MADRID, 16 ago. (EUROPA PRESS) -
Os cidadãos da Bolívia estão convocados a votar neste domingo em eleições presidenciais e legislativas que, salvo surpresas, marcarão um ponto de virada política em um país dominado há quase duas décadas pelo Movimento ao Socialismo (MAS), lançado por Evo Morales, e que foi quebrado por lutas fratricidas.
Oito candidatos, todos homens, aspiram a suceder o atual presidente, Luis Arce, que, apesar de inicialmente considerar concorrer novamente, acabou renunciando em maio em uma última tentativa de unir forças contra uma direita em ascensão. "Não serei um fator de divisão", disse ele na época, depois de meses de conflito público com Morales.
Essa tensão interna atingiu seu auge no final de junho de 2024, quando nem mesmo a esquerda reagiu unida à tentativa de golpe perpetrada por um grupo de membros das forças armadas. Para Morales, foi a encenação de um autogolpe, embora não haja provas dessa hipótese, e a partir de então tudo foi de mal a pior.
Depois de sua renúncia, Arce apoiou o ex-ministro Eduardo del Castillo como candidato oficial do MAS, também em desacordo com o campo "evista", enquanto Morales argumenta que as eleições não têm legitimidade e pede o voto nulo, mesmo ressaltando que, se a porcentagem for alta, ele será o verdadeiro vencedor moral nas urnas.
DOIS CONSERVADORES COMO FAVORITOS
Oito candidatos estão finalmente disputando o bastão do poder neste domingo, e as pesquisas preveem uma derrota retumbante para os interesses da esquerda.
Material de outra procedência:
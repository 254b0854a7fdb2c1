//! Retry policy and the sleep seam between attempts

use std::time::Duration;

/// Default number of attempts when retry is enabled
pub const DEFAULT_MAX_ATTEMPTS: u32 = 3;

/// Default pause between attempts (20 s)
pub const DEFAULT_RETRY_DELAY: Duration = Duration::from_millis(20_000);

/// How many times a failing statement is attempted and how long to wait
/// between attempts.
pub trait RetryPolicy: Send + Sync {
    /// Total attempts allowed when retry is enabled, first attempt included
    fn max_attempts(&self) -> u32;

    /// Pause after failed attempt number `attempt` (1-based)
    fn delay_after(&self, attempt: u32) -> Duration;
}

/// Fixed attempt count with a constant delay.
#[derive(Debug, Clone, Copy, PartialEq, Eq)]
pub struct FixedDelay {
    max_attempts: u32,
    delay: Duration,
}

impl FixedDelay {
    /// `max_attempts` is clamped to at least one.
    pub fn new(max_attempts: u32, delay: Duration) -> Self {
        Self {
            max_attempts: max_attempts.max(1),
            delay,
        }
    }
}

impl Default for FixedDelay {
    fn default() -> Self {
        Self::new(DEFAULT_MAX_ATTEMPTS, DEFAULT_RETRY_DELAY)
    }
}

impl RetryPolicy for FixedDelay {
    fn max_attempts(&self) -> u32 {
        self.max_attempts
    }

    fn delay_after(&self, _attempt: u32) -> Duration {
        self.delay
    }
}

/// Blocks the calling thread between attempts.
pub trait Sleeper: Send + Sync {
    fn sleep(&self, duration: Duration);
}

/// [`Sleeper`] backed by `std::thread::sleep`.
#[derive(Debug, Clone, Copy, Default)]
pub struct ThreadSleeper;

impl Sleeper for ThreadSleeper {
    fn sleep(&self, duration: Duration) {
        std::thread::sleep(duration);
    }
}
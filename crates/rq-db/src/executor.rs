//! Retrying query executor.
//!
//! Every operation runs inside the same loop: log the reconstructed SQL,
//! attempt the statement on a fresh prepared statement, and on failure roll
//! back the caller's transaction (if any), log, sleep and try again until the
//! [`RetryPolicy`] is exhausted. The last failure is returned wrapped in
//! [`DbError::Escalated`] with the original error as its source.
//!
//! Two entry-point families exist:
//! - shared connection: the caller owns the connection and transaction; the
//!   executor never opens, closes or commits them, and only rolls back on
//!   failure.
//! - `connect_*`: the executor opens a private connection through a
//!   [`Connector`] for one call and drops it on every exit path.

use crate::config::ExecutorConfig;
use crate::debug_sql::query_to_debug_string;
use crate::error::{DbError, DbResult};
use crate::retry::{FixedDelay, RetryPolicy, Sleeper, ThreadSleeper};
use crate::script::{LineSemicolonSplitter, StatementSplitter};
use crate::table::DataTable;
use crate::traits::{Connector, SqlConnection, SqlTransaction};
use crate::value::{Param, SqlValue};
use std::path::Path;
use std::sync::Arc;

/// Executes statements with uniform retry and rollback semantics.
#[derive(Clone)]
pub struct QueryExecutor {
    policy: Arc<dyn RetryPolicy>,
    sleeper: Arc<dyn Sleeper>,
    splitter: Arc<dyn StatementSplitter>,
}

impl Default for QueryExecutor {
    fn default() -> Self {
        Self::new()
    }
}

impl std::fmt::Debug for QueryExecutor {
    fn fmt(&self, f: &mut std::fmt::Formatter<'_>) -> std::fmt::Result {
        f.debug_struct("QueryExecutor")
            .field("max_attempts", &self.policy.max_attempts())
            .finish_non_exhaustive()
    }
}

impl QueryExecutor {
    /// Three attempts, 20 s apart, line/semicolon script splitting.
    pub fn new() -> Self {
        Self {
            policy: Arc::new(FixedDelay::default()),
            sleeper: Arc::new(ThreadSleeper),
            splitter: Arc::new(LineSemicolonSplitter),
        }
    }

    /// Build an executor whose retry policy comes from `config.retry`.
    pub fn from_config(config: &ExecutorConfig) -> Self {
        Self::new().with_policy(Arc::new(config.retry.policy()))
    }

    pub fn with_policy(mut self, policy: Arc<dyn RetryPolicy>) -> Self {
        self.policy = policy;
        self
    }

    pub fn with_sleeper(mut self, sleeper: Arc<dyn Sleeper>) -> Self {
        self.sleeper = sleeper;
        self
    }

    pub fn with_splitter(mut self, splitter: Arc<dyn StatementSplitter>) -> Self {
        self.splitter = splitter;
        self
    }

    // ── Shared connection ──────────────────────────────────────────────

    /// First column of the first row, `None` when the statement yields no rows.
    pub fn execute_scalar<C: SqlConnection + ?Sized>(
        &self,
        conn: &C,
        sql: &str,
        params: &[Param],
        tx: Option<&dyn SqlTransaction>,
        retry: bool,
    ) -> DbResult<Option<SqlValue>> {
        self.run_with_retry(sql, params, tx, retry, || conn.query_scalar(sql, params))
    }

    /// Number of rows affected by the statement.
    pub fn execute_non_query<C: SqlConnection + ?Sized>(
        &self,
        conn: &C,
        sql: &str,
        params: &[Param],
        tx: Option<&dyn SqlTransaction>,
        retry: bool,
    ) -> DbResult<usize> {
        self.run_with_retry(sql, params, tx, retry, || conn.execute(sql, params))
    }

    /// Full result set materialized as a [`DataTable`].
    pub fn execute_tabular<C: SqlConnection + ?Sized>(
        &self,
        conn: &C,
        sql: &str,
        params: &[Param],
        tx: Option<&dyn SqlTransaction>,
        retry: bool,
    ) -> DbResult<DataTable> {
        self.run_with_retry(sql, params, tx, retry, || conn.query_table(sql, params))
    }

    /// Run every statement of a script file through
    /// [`execute_non_query`](Self::execute_non_query), stopping at the first
    /// statement that fails.
    pub fn execute_script<C: SqlConnection + ?Sized>(
        &self,
        conn: &C,
        script: &Path,
        params: &[Param],
        tx: Option<&dyn SqlTransaction>,
        retry: bool,
    ) -> DbResult<()> {
        let text = std::fs::read_to_string(script).map_err(|e| {
            let err = DbError::ScriptRead {
                path: script.display().to_string(),
                source: e,
            };
            log::error!("{}", err);
            err
        })?;

        let statements = self.splitter.split(&text);
        log::debug!(
            "Executing {} statement(s) from {}",
            statements.len(),
            script.display()
        );
        for statement in &statements {
            self.execute_non_query(conn, statement, params, tx, retry)?;
        }
        Ok(())
    }

    // ── Single connection per call ─────────────────────────────────────

    pub fn connect_execute_scalar<K: Connector>(
        &self,
        connector: &K,
        sql: &str,
        params: &[Param],
        retry: bool,
    ) -> DbResult<Option<SqlValue>> {
        let conn = connector.connect()?;
        self.execute_scalar(&conn, sql, params, None, retry)
    }

    pub fn connect_execute_non_query<K: Connector>(
        &self,
        connector: &K,
        sql: &str,
        params: &[Param],
        retry: bool,
    ) -> DbResult<usize> {
        let conn = connector.connect()?;
        self.execute_non_query(&conn, sql, params, None, retry)
    }

    pub fn connect_execute_tabular<K: Connector>(
        &self,
        connector: &K,
        sql: &str,
        params: &[Param],
        retry: bool,
    ) -> DbResult<DataTable> {
        let conn = connector.connect()?;
        self.execute_tabular(&conn, sql, params, None, retry)
    }

    pub fn connect_execute_script<K: Connector>(
        &self,
        connector: &K,
        script: &Path,
        params: &[Param],
        retry: bool,
    ) -> DbResult<()> {
        let conn = connector.connect()?;
        self.execute_script(&conn, script, params, None, retry)
    }

    // ── Retry loop ─────────────────────────────────────────────────────

    fn run_with_retry<T>(
        &self,
        sql: &str,
        params: &[Param],
        tx: Option<&dyn SqlTransaction>,
        retry: bool,
        mut attempt_once: impl FnMut() -> DbResult<T>,
    ) -> DbResult<T> {
        let max_attempts = if retry { self.policy.max_attempts().max(1) } else { 1 };
        let mut attempt = 1;

        loop {
            if log::log_enabled!(log::Level::Debug) {
                log::debug!("{}", query_to_debug_string(sql, params));
            }

            let result = match tx {
                Some(t) if !t.is_active() => Err(DbError::TransactionAborted),
                _ => attempt_once(),
            };

            let err = match result {
                Ok(value) => return Ok(value),
                Err(err) => err,
            };

            if let Some(t) = tx {
                if let Err(rollback_err) = t.rollback() {
                    log::warn!("Rollback after failed attempt also failed: {}", rollback_err);
                }
            }
            log::error!("Attempt {}/{} failed: {}", attempt, max_attempts, err);

            // A rolled-back transaction cannot host another attempt
            let tx_usable = tx.map_or(true, |t| t.is_active());
            if attempt < max_attempts && err.is_retryable() && tx_usable {
                self.sleeper.sleep(self.policy.delay_after(attempt));
                attempt += 1;
                continue;
            }

            return Err(DbError::Escalated {
                attempts: attempt,
                source: Box::new(err),
            });
        }
    }
}

#[cfg(test)]
#[path = "executor_test.rs"]
mod tests;
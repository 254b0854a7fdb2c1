//! Connection and transaction seams used by the executor

use crate::error::DbResult;
use crate::table::DataTable;
use crate::value::{Param, SqlValue};

/// An open database connection.
///
/// Each call prepares a fresh statement; nothing is reused between calls.
/// Implementations are not expected to be safe for concurrent use.
pub trait SqlConnection {
    /// Execute a statement, returning the number of affected rows
    fn execute(&self, sql: &str, params: &[Param]) -> DbResult<usize>;

    /// First column of the first row, `None` when the result has no rows
    fn query_scalar(&self, sql: &str, params: &[Param]) -> DbResult<Option<SqlValue>>;

    /// Materialize the full result set
    fn query_table(&self, sql: &str, params: &[Param]) -> DbResult<DataTable>;

    /// Database type identifier for logging
    fn db_type(&self) -> &'static str;
}

/// A caller-owned transaction the executor may roll back but never commits.
pub trait SqlTransaction {
    /// Roll back all work done in the transaction
    fn rollback(&self) -> DbResult<()>;

    /// Whether statements may still run inside this transaction
    fn is_active(&self) -> bool {
        true
    }
}

/// Opens a private connection for a single executor call.
pub trait Connector {
    type Connection: SqlConnection;

    fn connect(&self) -> DbResult<Self::Connection>;
}
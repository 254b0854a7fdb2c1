//! CLI command implementations

pub(crate) mod common;
pub(crate) mod debug_sql;
pub(crate) mod exec;
pub(crate) mod query;
pub(crate) mod scalar;
pub(crate) mod script;
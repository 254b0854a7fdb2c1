//! Human-readable SQL reconstruction for logging.
//!
//! The output inlines parameter values as quoted literals. It is never
//! executed and makes no attempt to parse SQL.

use crate::value::Param;

/// Replace every parameter placeholder in `sql` with its quoted literal value.
///
/// Parameters are substituted longest name first so that `@id` cannot eat the
/// prefix of `@identifier`. Values are rendered with
/// [`SqlValue::invariant_text`](crate::value::SqlValue::invariant_text), single
/// quotes are doubled, and a value that would render as `''` becomes `NULL`.
pub fn query_to_debug_string(sql: &str, params: &[Param]) -> String {
    let mut ordered: Vec<&Param> = params.iter().filter(|p| !p.name.is_empty()).collect();
    // Stable sort: equal-length names keep caller order
    ordered.sort_by(|a, b| b.name.len().cmp(&a.name.len()));

    let mut out = sql.to_string();
    for param in ordered {
        out = out.replace(&param.name, &sql_literal(param));
    }
    out
}

fn sql_literal(param: &Param) -> String {
    let text = param.value.invariant_text();
    if text.is_empty() {
        return "NULL".to_string();
    }
    format!("'{}'", text.replace('\'', "''"))
}

#[cfg(test)]
#[path = "debug_sql_test.rs"]
mod tests;
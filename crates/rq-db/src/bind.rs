//! Named parameter binding.
//!
//! DuckDB understands `?` and `$n` placeholders but not `@name`. Before a
//! statement is prepared, `@name` tokens that match a supplied parameter are
//! rewritten to `$k` markers (numbered by first appearance) and only the
//! referenced values are bound. Tokens inside quoted literals, quoted
//! identifiers and `--` / `/* */` comments are left alone.
//!
//! If no named token matches but the statement already uses `?` or `$n`, every
//! parameter value is bound in list order. Otherwise nothing is bound, so a
//! script statement that ignores the shared parameter list still runs.

use crate::value::{Param, SqlValue};
use std::fmt::Write;

/// SQL text ready to prepare, plus the values for its positional markers.
#[derive(Debug)]
pub(crate) struct BoundStatement<'p> {
    pub(crate) sql: String,
    pub(crate) values: Vec<&'p SqlValue>,
}

fn is_ident_char(c: char) -> bool {
    c.is_ascii_alphanumeric() || c == '_'
}

/// Rewrite `@name` placeholders in `sql` against `params`.
pub(crate) fn bind_parameters<'p>(sql: &str, params: &'p [Param]) -> BoundStatement<'p> {
    let chars: Vec<char> = sql.chars().collect();
    let mut out = String::with_capacity(sql.len());
    let mut order: Vec<usize> = Vec::new();
    let mut positional = false;
    let mut quote: Option<char> = None;
    let mut i = 0;

    while i < chars.len() {
        let c = chars[i];

        if let Some(q) = quote {
            out.push(c);
            if c == q {
                quote = None;
            }
            i += 1;
            continue;
        }

        match c {
            '-' if chars.get(i + 1) == Some(&'-') => {
                let end = chars[i..]
                    .iter()
                    .position(|&n| n == '\n')
                    .map_or(chars.len(), |p| i + p);
                out.extend(&chars[i..end]);
                i = end;
            }
            '/' if chars.get(i + 1) == Some(&'*') => {
                let end = (i + 2..chars.len().saturating_sub(1))
                    .find(|&j| chars[j] == '*' && chars[j + 1] == '/')
                    .map_or(chars.len(), |j| j + 2);
                out.extend(&chars[i..end]);
                i = end;
            }
            '\'' | '"' => {
                quote = Some(c);
                out.push(c);
                i += 1;
            }
            '?' => {
                positional = true;
                out.push(c);
                i += 1;
            }
            '$' if chars.get(i + 1).is_some_and(|n| n.is_ascii_digit()) => {
                positional = true;
                out.push(c);
                i += 1;
            }
            '@' => {
                let mut end = i + 1;
                while end < chars.len() && is_ident_char(chars[end]) {
                    end += 1;
                }
                let token: String = chars[i..end].iter().collect();
                match params.iter().position(|p| p.name == token) {
                    Some(idx) if end > i + 1 => {
                        let slot = match order.iter().position(|&o| o == idx) {
                            Some(slot) => slot,
                            None => {
                                order.push(idx);
                                order.len() - 1
                            }
                        };
                        let _ = write!(out, "${}", slot + 1);
                    }
                    _ => out.push_str(&token),
                }
                i = end;
            }
            _ => {
                out.push(c);
                i += 1;
            }
        }
    }

    let values = if !order.is_empty() {
        order.iter().map(|&idx| &params[idx].value).collect()
    } else if positional {
        params.iter().map(|p| &p.value).collect()
    } else {
        Vec::new()
    };

    BoundStatement { sql: out, values }
}

#[cfg(test)]
#[path = "bind_test.rs"]
mod tests;
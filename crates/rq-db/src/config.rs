//! Configuration types and parsing for rq.yml

use crate::error::{DbError, DbResult};
use crate::retry::{FixedDelay, DEFAULT_MAX_ATTEMPTS, DEFAULT_RETRY_DELAY};
use serde::{Deserialize, Serialize};
use std::path::Path;
use std::time::Duration;

/// Executor configuration from rq.yml
#[derive(Debug, Clone, Default, Serialize, Deserialize)]
#[serde(deny_unknown_fields)]
pub struct ExecutorConfig {
    /// Database connection configuration
    #[serde(default)]
    pub database: DatabaseConfig,

    /// Retry policy applied when a call enables retry
    #[serde(default)]
    pub retry: RetryConfig,
}

/// Database connection configuration
#[derive(Debug, Clone, Serialize, Deserialize)]
#[serde(deny_unknown_fields)]
pub struct DatabaseConfig {
    /// Database path (DuckDB file or :memory:)
    #[serde(default = "default_db_path")]
    pub path: String,
}

impl Default for DatabaseConfig {
    fn default() -> Self {
        Self {
            path: default_db_path(),
        }
    }
}

fn default_db_path() -> String {
    ":memory:".to_string()
}

/// Retry policy configuration
#[derive(Debug, Clone, Serialize, Deserialize)]
#[serde(deny_unknown_fields)]
pub struct RetryConfig {
    /// Total attempts when retry is enabled, first attempt included
    #[serde(default = "default_max_attempts")]
    pub max_attempts: u32,

    /// Pause between attempts in milliseconds
    #[serde(default = "default_delay_ms")]
    pub delay_ms: u64,
}

impl Default for RetryConfig {
    fn default() -> Self {
        Self {
            max_attempts: default_max_attempts(),
            delay_ms: default_delay_ms(),
        }
    }
}

fn default_max_attempts() -> u32 {
    DEFAULT_MAX_ATTEMPTS
}

fn default_delay_ms() -> u64 {
    DEFAULT_RETRY_DELAY.as_millis() as u64
}

impl RetryConfig {
    /// Fixed-delay policy described by this section
    pub fn policy(&self) -> FixedDelay {
        FixedDelay::new(self.max_attempts, Duration::from_millis(self.delay_ms))
    }
}

impl ExecutorConfig {
    /// Load configuration from a file path
    pub fn load(path: &Path) -> DbResult<Self> {
        if !path.exists() {
            return Err(DbError::ConfigError(format!(
                "config file not found: {}",
                path.display()
            )));
        }

        let content = std::fs::read_to_string(path)
            .map_err(|e| DbError::ConfigError(format!("{}: {e}", path.display())))?;
        let config: ExecutorConfig = serde_yaml::from_str(&content)?;
        config.validate()?;
        Ok(config)
    }

    /// Load configuration from a directory
    /// Looks for rq.yml or rq.yaml
    pub fn load_from_dir(dir: &Path) -> DbResult<Self> {
        let yml_path = dir.join("rq.yml");
        let yaml_path = dir.join("rq.yaml");

        if yml_path.exists() {
            Self::load(&yml_path)
        } else if yaml_path.exists() {
            Self::load(&yaml_path)
        } else {
            Err(DbError::ConfigError(format!(
                "config file not found: {}",
                yml_path.display()
            )))
        }
    }

    /// Validate the configuration
    fn validate(&self) -> DbResult<()> {
        if self.retry.max_attempts == 0 {
            return Err(DbError::ConfigError(
                "retry.max_attempts must be at least 1".to_string(),
            ));
        }
        if self.database.path.trim().is_empty() {
            return Err(DbError::ConfigError(
                "database.path cannot be empty".to_string(),
            ));
        }
        Ok(())
    }
}

#[cfg(test)]
#[path = "config_test.rs"]
mod tests;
De Castillo aparece com uma intenção de voto irrelevante, enquanto os favoritos são dois velhos conhecidos da linha de frente política: Samuel Doria Medina e Jorge 'Tuto' Quiroga'.
Doria Medina, um dos empresários mais ricos da Bolívia e um frequentador assíduo das urnas, tem uma ligeira vantagem "a priori" sobre Quiroga, que já sabe o que é ser presidente, mesmo que apenas por um ano após a saída do general Hugo Banzer. Ambos estão sendo pesquisados com cerca de 20% dos votos.
Com essas previsões, parece claro, de qualquer forma, que haverá um segundo turno em 19 de outubro, o primeiro desde que a Constituição de 2009 introduziu esse turno final no caso de nenhum candidato obter mais de 50% dos votos ou 40% com uma diferença de dez pontos sobre seu rival mais direto.
A principal opção de esquerda para o domingo é Andrónico Rodríguez, que, embora tenha sido anunciado como candidato da unidade do MAS, acabou concorrendo em uma lista independente, a Alianza Popular. Aos 36 anos de idade, o atual presidente do Senado é um dos candidatos mais jovens, mas sua popularidade caiu nas últimas semanas.
Rodríguez caiu para menos de 10% e, em seus últimos comícios, conclamou todos os simpatizantes de esquerda a se unirem em seu apoio, ciente também de que poderia ser a principal vítima do voto nulo reivindicado por Morales, que alguns estudos estimam em até 14%.
Somados o voto em branco e o voto indeciso, cerca de um terço dos cidadãos não está inclinado nas pesquisas a votar em nenhum dos candidatos legalmente na disputa.
OS DESAFIOS DA BOLÍVIA
De qualquer forma, Arce já prometeu que garantirá uma transição pacífica e entregará o bastão ao vencedor das eleições, "não importa quem seja". Nesse sentido, e embora entenda que "del Castillo é uma "ótima opção", ele se considera capaz de "fazer história" por ser "um governo de transição democrática".
O presidente, que está no cargo desde 2020 - ele obteve mais de 55% dos votos - disse em uma aparição recente que estava orgulhoso de ter preservado "acima de tudo e contra todos, a democracia".
No entanto, ele deixa para seu sucessor um país com muitos desafios, onde quase metade de todas as crianças vive na pobreza, de acordo com a ONU, e com uma economia em declínio. O PIB do país cresceu apenas 0,73% em 2024 e a inflação subiu no mesmo ano para quase 10%, longe de ser a locomotiva econômica que já foi para a região como um todo.